Klasko, currently president and CEO of Thomas Jefferson University and Jefferson Health System in Philadelphia, was CEO of USF Health and Dean of the Morsani College of Medicine at the University of South Florida for nine years. Then as now, Klasko sees not just a reform of the U.S. healthcare system, but a complete transformation.
He sees health informatics as a major part of that transformation.
Klasko told us “that information technology is going to change [healthcare] as much as the computer changed the way that we deal with everything else.”
Klasko sees this as healthcare catching up with just about everything else.
“You don’t bank any way you used to 20 years ago. You don’t buy books any way you used to 20 years ago. But we still have the same kind of health,” Klasko said in a TEDx talk.
“You want to know what your cholesterol was three years ago, you go and call an office. You hope the nurse has it on a paper chart,” Klasko said.
Klasko envisions a future where patients can not only schedule a doctor’s appointment online, but one in which the visit itself can occur via the Internet.
“We’re going to be one of the first places in the country where people can access their practitioners in the cloud,” Klasko said of USF Health. “You have a question at 10 o’clock at night; you can call a USF Health professional on Skype. You can do it in the cloud.
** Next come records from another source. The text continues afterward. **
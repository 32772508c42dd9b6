//! Service-level errors.

use std::fmt;

use thiserror::Error;

use spacex_domain::{InvalidStateError, RepositoryError};

/// Result type alias for the use case layer.
pub type Result<T> = std::result::Result<T, ServiceError>;

#[derive(Debug, Clone, PartialEq, Eq, Error)]
pub enum ServiceError {
    /// A transition violated an entity's transition table or an invariant.
    #[error(transparent)]
    InvalidState(#[from] InvalidStateError),

    /// An id passed by the caller does not resolve in storage.
    #[error("there is no {kind} with id {id}")]
    NotFound { kind: &'static str, id: String },

    /// The storage collaborator failed.
    #[error(transparent)]
    Repository(#[from] RepositoryError),
}

impl ServiceError {
    pub fn not_found(kind: &'static str, id: impl fmt::Display) -> Self {
        ServiceError::NotFound {
            kind,
            id: id.to_string(),
        }
    }
}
We have a very, very exciting online health piece.”
This transformation, of course, requires the input of professionals whose expertise lies outside medicine.
“So you think about all the things we take for granted today, like iPhones and the way that we interact, think about all of the people that were involved in that,” Klasko said. “It was the hardware people. It was the software engineers.
“But it was really creating a different experience,” Klasko continued. “Our goal is to create a different experience for both the patient and the provider in healthcare using information technology.”
It’s also going to require physicians with a mindset different from those often associated with them. The transformation is going to require doctors who are less captains of the ship than members of healthcare teams that include clinicians, nurses, health informaticists and more.
Doctors of the future, Klasko said, will be “emotionally intelligent” and possess “self-awareness, self-management, the ability to adapt, social awareness, empathy and relationship management.” Klasko adds that physicians will need to “embrace change instead of fighting it.”
“Our mission,” he added, “is to make life better.”